Unless you actually win, the vote totals don’t matter. What does matter is the hype and attention your campaign receives leading up to election day. The easiest way to achieve this is with money.
Ron Paul didn’t do much when people actually decided to vote, but he achieved much in hype and press leading up to the primaries. Barr/Root couldn’t achieve this.
Even if Barr had managed 5% of the vote, Ron Paul still accomplished more. Nobody cares if the Libertarian gets 10% and loses. Ross Perot accomplished nothing after the elections What people care about is how much attention they get leading up to the election.
Get someone who speaks well in front of the camera with good ideas and credibility and then figure out a way to raise him millions dollars for ads and hype and press and maybe a debate appearance and you’ll have a successful campaign regardless of the actual outcome.
OHMMMM….the cult of Ron Paul continues.
Like someone said earier, the Paultards went out and wrote him in / got him on the ballot even when he asked them NOT to.
Dude, if I were RP and about 30 years younger, I’d start banging some Truther groupies.
Note to LP party members… the rest of the electorate just doesn’t care.
Root should get in a steel cage with Donald Trump and have a pompous, self-aggrandizing douchebag-off.
although why the socialist Demos didn’t get “red” baffles me
It used to alternate every presidential election, but it was only ever used on election night, and after that people would rarely, if ever, look at the election map again. We only got stuck on red=GOP and blue=Dems after staring at the damned Bush/Gore map on every daily news report for six weeks.
The way for any party to succeed is to build up local campaigns. State senators, representatives and other influential, but less visible than president. They have influence and will allow people to become comfortable with the LP. Blowing resources on the presidential election is a Sisyphean task.
Mo – I go back and forth on that. Imagine if you were State Senator Candidate Mo from the LP:
SSCM: hi, I’m Mo and I’m running for Senate for the Libertarian Party!
Voter: Hm, never heard of them. Who’s your presidential candidate?
SSCM: Um, we don’t have one.
I think one of the merits of ditching the name “Libertarian” is that we don’t have to have these constant battles over whether someone is or is not “libertarian enough” to be a “Libertarian”.

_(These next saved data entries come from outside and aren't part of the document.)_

//! Fixed-size node blocks.
//!
//! Each graph node occupies exactly one block of `B` bytes. A block
//! stores the owner vector, the owner id, and — the LM-DiskANN twist —
//! the full vectors of the node's out-neighbors next to their `(id,
//! offset)` metadata, so a single block read both scores a candidate and
//! expands the search frontier without further I/O.
//!
//! Layout, in order:
//!
//! ```text
//! ┌──────────────────────────────────────────────┐
//! │ owner vector blob        (4 + 4·D bytes)     │
//! │ owner id                 (u64)               │
//! │ neighbor count n         (u16)               │
//! │ R_max neighbor vector blobs (slot-parallel)  │
//! │ R_max neighbor records   (u64 id, u64 off)   │
//! │ zero padding to B                            │
//! └──────────────────────────────────────────────┘
//! ```
//!
//! Only the first `n` vector slots and metadata records are meaningful;
//! spare slots stay zero-filled. The two arrays are parallel: slot `i`
//! holds the vector of the neighbor described by record `i`.

use smallvec::SmallVec;

use crate::codec::{Reader, Writer};
use crate::error::{AnnexError, Result};
use crate::vector::{self, Vector, VectorType};

/// Default block size in bytes.
pub const DEFAULT_BLOCK_SIZE: usize = 4096;

/// The header stores the block size in 512-byte sector units.
pub const BLOCK_SIZE_SHIFT: u32 = 9;

/// Neighbor lists are degree-capped; keep short ones inline.
pub type NeighborList = SmallVec<[Neighbor; 8]>;

/// An out-edge: target id, target block offset, and the target's vector
/// held inline.
#[derive(Debug, Clone, PartialEq)]
pub struct Neighbor {
    pub id: u64,
    pub offset: u64,
    pub vec: Vector,
}

/// A graph node as materialized from one block.
#[derive(Debug, Clone, PartialEq)]
pub struct Node {
    pub id: u64,
    pub vec: Vector,
    pub neighbors: NeighborList,
}

/// Slot arithmetic for one index's blocks.
///
/// Derived from the block size and the index dimension pinned in the
/// header; all offsets within a block are functions of these two.
#[derive(Debug, Clone, Copy, PartialEq, Eq)]
pub struct BlockLayout {
    block_size: usize,
    vtype: VectorType,
    dims: usize,
}

impl BlockLayout {
    /// Build a layout. Fails if a block cannot hold the owner fields and
    /// at least one neighbor slot.
    pub fn new(block_size: usize, vtype: VectorType, dims: usize) -> Result<BlockLayout> {
        let layout = BlockLayout {
            block_size,
            vtype,
            dims,
        };
        if block_size < layout.fixed_size() + layout.neighbor_slot_size() {
            return Err(AnnexError::InvalidParameter(format!(
                "block size {} cannot hold a dimension-{} node",
                block_size, dims
            )));
        }
        Ok(layout)
    }

    pub fn block_size(&self) -> usize {
        self.block_size
    }

    pub fn dims(&self) -> usize {
        self.dims
    }

    pub fn vector_type(&self) -> VectorType {
        self.vtype
    }

    /// Size of one vector blob slot (owner or neighbor).
    fn vector_blob_size(&self) -> usize {
        vector::blob_size(self.vtype, self.dims)
    }

    /// Owner blob + owner id + neighbor count.
    fn fixed_size(&self) -> usize {
        self.vector_blob_size() + 8 + 2
    }

    /// One neighbor costs a vector slot plus a 16-byte metadata record.
    fn neighbor_slot_size(&self) -> usize {
        self.vector_blob_size() + 16
    }

    /// Block capacity `R_max`: how many neighbors fit after the owner
    /// fields.
    pub fn max_neighbors(&self) -> usize {
        (self.block_size - self.fixed_size()) / self.neighbor_slot_size()
    }

    fn neighbor_vectors_start(&self) -> usize {
        self.fixed_size()
    }

    fn neighbor_meta_start(&self) -> usize {
        self.neighbor_vectors_start() + self.max_neighbors() * self.vector_blob_size()
    }
}

/// Serialize a node into exactly one block. Spare slots are zero-filled.
pub fn encode_block(node: &Node, layout: &BlockLayout) -> Result<Vec<u8>> {
    if node.vec.dims() != layout.dims() {
        return Err(AnnexError::DimensionMismatch {
            left: node.vec.dims(),
            right: layout.dims(),
        });
    }
    if node.neighbors.len() > layout.max_neighbors() {
        return Err(AnnexError::InvalidParameter(format!(
            "node degree {} exceeds block capacity {}",
            node.neighbors.len(),
            layout.max_neighbors()
        )));
    }

    let mut buf = vec![0u8; layout.block_size()];
    let mut w = Writer::new(&mut buf);
    node.vec.write_blob(&mut w);
    w.u64(node.id);
    w.u16(node.neighbors.len() as u16);

    for neighbor in &node.neighbors {
        if neighbor.vec.dims() != layout.dims() {
            return Err(AnnexError::DimensionMismatch {
                left: neighbor.vec.dims(),
                right: layout.dims(),
            });
        }
        neighbor.vec.write_blob(&mut w);
    }

    w.seek(layout.neighbor_meta_start());
    for neighbor in &node.neighbors {
        w.u64(neighbor.id);
        w.u64(neighbor.offset);
    }
    Ok(buf)
}

/// Deserialize and validate one block.
///
/// `file_size` bounds the neighbor offsets: every edge must point at a
/// block start in `[B, file_size)`.
pub fn decode_block(bytes: &[u8], layout: &BlockLayout, file_size: u64) -> Result<Node> {
    let block_size = layout.block_size() as u64;
    if bytes.len() != layout.block_size() {
        return Err(AnnexError::Corrupt(format!(
            "block is {} bytes, expected {}",
            bytes.len(),
            layout.block_size()
        )));
    }

    let mut r = Reader::new(bytes);
    let vec = Vector::read_blob(&mut r, layout.dims())
        .ok_or_else(|| AnnexError::Corrupt("owner vector malformed".to_string()))?;
    let id = r
        .u64()
        .ok_or_else(|| AnnexError::Corrupt("owner id truncated".to_string()))?;
    let count = r
        .u16()
        .ok_or_else(|| AnnexError::Corrupt("neighbor count truncated".to_string()))?
        as usize;
    if count > layout.max_neighbors() {
        return Err(AnnexError::Corrupt(format!(
            "neighbor count {} exceeds block capacity {}",
            count,
            layout.max_neighbors()
        )));
    }

    let mut vectors = Vec::with_capacity(count);
    for i in 0..count {
        let v = Vector::read_blob(&mut r, layout.dims()).ok_or_else(|| {
            AnnexError::Corrupt(format!("neighbor vector {} malformed", i))
        })?;
        vectors.push(v);
    }
    r.skip((layout.max_neighbors() - count) * layout.vector_blob_size())
        .ok_or_else(|| AnnexError::Corrupt("neighbor slots truncated".to_string()))?;
    debug_assert_eq!(r.position(), layout.neighbor_meta_start());

    let mut neighbors = NeighborList::with_capacity(count);
    for (i, vec) in vectors.into_iter().enumerate() {
        let neighbor_id = r
            .u64()
            .ok_or_else(|| AnnexError::Corrupt("neighbor metadata truncated".to_string()))?;
        let offset = r
            .u64()
            .ok_or_else(|| AnnexError::Corrupt("neighbor metadata truncated".to_string()))?;
        if neighbor_id == 0 {
            return Err(AnnexError::Corrupt(format!("neighbor {} has zero id", i)));
        }
        if neighbor_id == id {
            return Err(AnnexError::Corrupt(format!(
                "node {} has a self-loop",
                id
            )));
        }
        if offset < block_size || offset >= file_size || offset % block_size != 0 {
            return Err(AnnexError::Corrupt(format!(
                "neighbor offset {} out of range (file size {})",
                offset, file_size
            )));
        }
        if neighbors.iter().any(|n: &Neighbor| n.id == neighbor_id) {
            return Err(AnnexError::Corrupt(format!(
                "node {} lists neighbor {} twice",
                id, neighbor_id
            )));
        }
        neighbors.push(Neighbor {
            id: neighbor_id,
            offset,
            vec,
        });
    }

    Ok(Node { id, vec, neighbors })
}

Mo – I go back and forth on that. Imagine if you were State Senator Candidate Mo from the LP:
SSCM: hi, I’m Mo and I’m running for Senate for the Libertarian Party!
Voter: Hm, never heard of them. Who’s your presidential candidate?

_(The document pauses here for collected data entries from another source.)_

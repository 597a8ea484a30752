//! Dense vector values and cosine distance.
//!
//! A [`Vector`] is a type tag plus a dense array of components. Only
//! `f32` exists today; the tag is stored on disk so further element types
//! can be added without a format break. All vectors inside one index
//! share element type and dimension, pinned at index creation.
//!
//! ## Distance semantics
//!
//! [`Vector::cosine_distance`] accumulates the dot product and both
//! squared norms in `f32` and performs the final division in `f64`. The
//! accumulation order is identical for both arguments, so the distance is
//! bitwise symmetric. A zero norm on either side yields `f64::NAN`, which
//! [`cmp_distance`] orders after every finite value.

use std::cmp::Ordering;

use crate::codec::{Reader, Writer};
use crate::error::{AnnexError, Result};

/// Hard cap on vector dimension, shared by text and blob parsers.
pub const MAX_VECTOR_DIMS: usize = 16000;

/// Longest accepted textual representation of a single component.
pub const MAX_NUMBER_CHARS: usize = 1024;

/// On-disk element type tag.
#[derive(Debug, Clone, Copy, PartialEq, Eq, serde::Serialize, serde::Deserialize)]
#[repr(u16)]
pub enum VectorType {
    /// IEEE-754 single precision, little-endian.
    F32 = 0,
}

impl VectorType {
    pub fn from_tag(tag: u16) -> Option<VectorType> {
        match tag {
            0 => Some(VectorType::F32),
            _ => None,
        }
    }

    pub fn tag(self) -> u16 {
        self as u16
    }

    /// Wire size of one element.
    pub fn element_size(self) -> usize {
        match self {
            VectorType::F32 => 4,
        }
    }
}

/// A dense numeric vector.
#[derive(Debug, Clone, PartialEq)]
pub struct Vector {
    vtype: VectorType,
    data: Vec<f32>,
}

impl Vector {
    pub fn from_f32(data: Vec<f32>) -> Vector {
        Vector {
            vtype: VectorType::F32,
            data,
        }
    }

    pub fn vector_type(&self) -> VectorType {
        self.vtype
    }

    /// Number of components.
    pub fn dims(&self) -> usize {
        self.data.len()
    }

    pub fn as_slice(&self) -> &[f32] {
        &self.data
    }

    /// Wire size of the blob form: length prefix plus payload.
    pub fn blob_size(&self) -> usize {
        blob_size(self.vtype, self.dims())
    }

    /// Cosine distance `1 - (u.v)/(|u||v|)` to another vector.
    ///
    /// NaN when either norm is zero; see [`cmp_distance`] for ranking.
    pub fn cosine_distance(&self, other: &Vector) -> Result<f64> {
        if self.dims() != other.dims() {
            return Err(AnnexError::DimensionMismatch {
                left: self.dims(),
                right: other.dims(),
            });
        }
        Ok(cosine(&self.data, &other.data))
    }

    /// Parse the textual form `'[' (number (',' number)*)? ']'`.
    ///
    /// Surrounding whitespace is ignored, as is whitespace around each
    /// component. `[]` parses to a zero-dimension vector; index
    /// boundaries reject it separately.
    pub fn parse_text(text: &str) -> Result<Vector> {
        let trimmed = text.trim();
        let inner = trimmed
            .strip_prefix('[')
            .ok_or_else(|| AnnexError::InvalidText("doesn't start with '['".to_string()))?;
        let inner = inner
            .strip_suffix(']')
            .ok_or_else(|| {
                AnnexError::InvalidText("malformed vector, doesn't end with ']'".to_string())
            })?
            .trim();

        if inner.is_empty() {
            return Ok(Vector::from_f32(Vec::new()));
        }

        let mut data: Vec<f32> = Vec::new();
        data.try_reserve(inner.split(',').count())
            .map_err(|_| AnnexError::NoMemory)?;

        for token in inner.split(',') {
            let token = token.trim();
            if token.len() > MAX_NUMBER_CHARS {
                return Err(AnnexError::InvalidText(format!(
                    "float too big while parsing vector: {}...",
                    echo(token)
                )));
            }
            let value: f64 = token
                .parse()
                .map_err(|_| AnnexError::InvalidText(format!("invalid number: {}...", echo(token))))?;
            if data.len() >= MAX_VECTOR_DIMS {
                return Err(AnnexError::InvalidText(format!(
                    "vector is larger than the maximum: ({})",
                    MAX_VECTOR_DIMS
                )));
            }
            data.push(value as f32);
        }
        Ok(Vector::from_f32(data))
    }

    /// Parse the wire blob form: `u32` length then `length` little-endian
    /// `f32` values.
    pub fn parse_blob(blob: &[u8]) -> Result<Vector> {
        let mut r = Reader::new(blob);
        let len = r
            .u32()
            .ok_or_else(|| AnnexError::InvalidBlob("zero length".to_string()))? as usize;
        if len > MAX_VECTOR_DIMS {
            return Err(AnnexError::InvalidBlob(format!("too large: {}", len)));
        }
        if r.remaining() < len * 4 {
            return Err(AnnexError::InvalidBlob("malformed blob".to_string()));
        }
        let mut data: Vec<f32> = Vec::new();
        data.try_reserve_exact(len).map_err(|_| AnnexError::NoMemory)?;
        for _ in 0..len {
            // Length was checked above; the reads cannot fail.
            data.push(r.f32().unwrap_or_default());
        }
        Ok(Vector::from_f32(data))
    }

    /// Serialize to the wire blob form.
    pub fn to_blob(&self) -> Vec<u8> {
        let mut buf = vec![0u8; self.blob_size()];
        self.write_blob(&mut Writer::new(&mut buf));
        buf
    }

    /// Write the blob form at the writer's current position.
    pub(crate) fn write_blob(&self, w: &mut Writer<'_>) {
        w.u32(self.data.len() as u32);
        for &x in &self.data {
            w.f32(x);
        }
    }

    /// Read a blob of exactly `dims` components from a block slot.
    ///
    /// `None` on truncation or a length prefix disagreeing with the index
    /// dimension; callers map that to `Corrupt`.
    pub(crate) fn read_blob(r: &mut Reader<'_>, dims: usize) -> Option<Vector> {
        let len = r.u32()? as usize;
        if len != dims {
            return None;
        }
        let mut data = Vec::with_capacity(dims);
        for _ in 0..dims {
            data.push(r.f32()?);
        }
        Some(Vector::from_f32(data))
    }

    /// Canonical text form: integer-valued components as decimal
    /// integers, everything else in `%.6e` notation.
    pub fn to_text(&self) -> String {
        let mut out = String::with_capacity(2 + self.data.len() * 16);
        out.push('[');
        for (i, &x) in self.data.iter().enumerate() {
            if i > 0 {
                out.push(',');
            }
            out.push_str(&format_f32(x));
        }
        out.push(']');
        out
    }
}

/// Cosine distance over raw component slices.
///
/// Accumulation is `f32` throughout (matching the on-disk precision);
/// only the final combination runs in `f64`.
pub(crate) fn cosine(a: &[f32], b: &[f32]) -> f64 {
    debug_assert_eq!(a.len(), b.len());
    let mut dot = 0.0f32;
    let mut norm_a = 0.0f32;
    let mut norm_b = 0.0f32;
    for i in 0..a.len() {
        dot += a[i] * b[i];
        norm_a += a[i] * a[i];
        norm_b += b[i] * b[i];
    }
    let denom = (norm_a * norm_b) as f64;
    if denom == 0.0 {
        return f64::NAN;
    }
    1.0 - (dot as f64) / denom.sqrt()
}

/// Ranking order for distances: ascending, NaN after every finite value.
pub(crate) fn cmp_distance(a: f64, b: f64) -> Ordering {
    match (a.is_nan(), b.is_nan()) {
        (true, true) => Ordering::Equal,
        (true, false) => Ordering::Greater,
        (false, true) => Ordering::Less,
        (false, false) => a.total_cmp(&b),
    }
}

pub(crate) fn blob_size(vtype: VectorType, dims: usize) -> usize {
    4 + vtype.element_size() * dims
}

/// Truncate a token for error echoes.
fn echo(token: &str) -> &str {
    let mut end = token.len().min(32);
    while !token.is_char_boundary(end) {
        end -= 1;
    }
    &token[..end]
}

fn is_integral(x: f32) -> bool {
    x >= 0.0 && x <= u64::MAX as f32 && x == (x as u64) as f32
}

/// One component in canonical text form.
fn format_f32(x: f32) -> String {
    if is_integral(x) {
        return format!("{}", x as u64);
    }
    // C-style %.6e: six fraction digits, signed two-digit exponent.
    let s = format!("{:.6e}", x);
    match s.split_once('e') {
        Some((mantissa, exp)) => {
            let (sign, digits) = match exp.strip_prefix('-') {
                Some(d) => ('-', d),
                None => ('+', exp),
            };
            format!("{}e{}{:0>2}", mantissa, sign, digits)
        }
        // inf / NaN carry no exponent
        None => s,
    }
}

SSCM: Um, we don’t have one.
I can’t imagine that question coming up. Besides, if SSCM said, “Michael Badnarik” or “Bob Barr,” do you think anyone would jump on board. For the former, they’d probably say, “Who?” At least at the level of those races, you’re selling ideas more than party loyalty.
TAO, doesn’t matter if the name changed. The purity tests still occur in the big parties. Hence the term RINO.
TAO, the damned leftists keep stealing our labels. How the hell did “liberal” wind up meaning someone who supported state control of everything outside one’s pelvis?
I think one of the merits of ditching the name “Libertarian” is that we don’t have to have these constant battles over whether someone is or is not “libertarian enough” to be a “Libertarian”.
I dunno about that, but I’ve been thinking lately that we should ditch the terms “capitalism” and “free-market” since their meanings have become so distorted. Instead, we could start saying that we stand for a “free choice” system.
I think one of the merits of ditching the name “Libertarian” is that we don’t have to have these constant battles over whether someone is or is not “libertarian enough” to be a “Libertarian”.
As an exercise in branding, what should we name our new party?
I think we should call it the “Majority Party.” Kind of a ironic nod to the Bolsheviks, there, as I understand that is a loose translation of “bolshevik”. Plus, it would make all the right people puff up and turn red in the face.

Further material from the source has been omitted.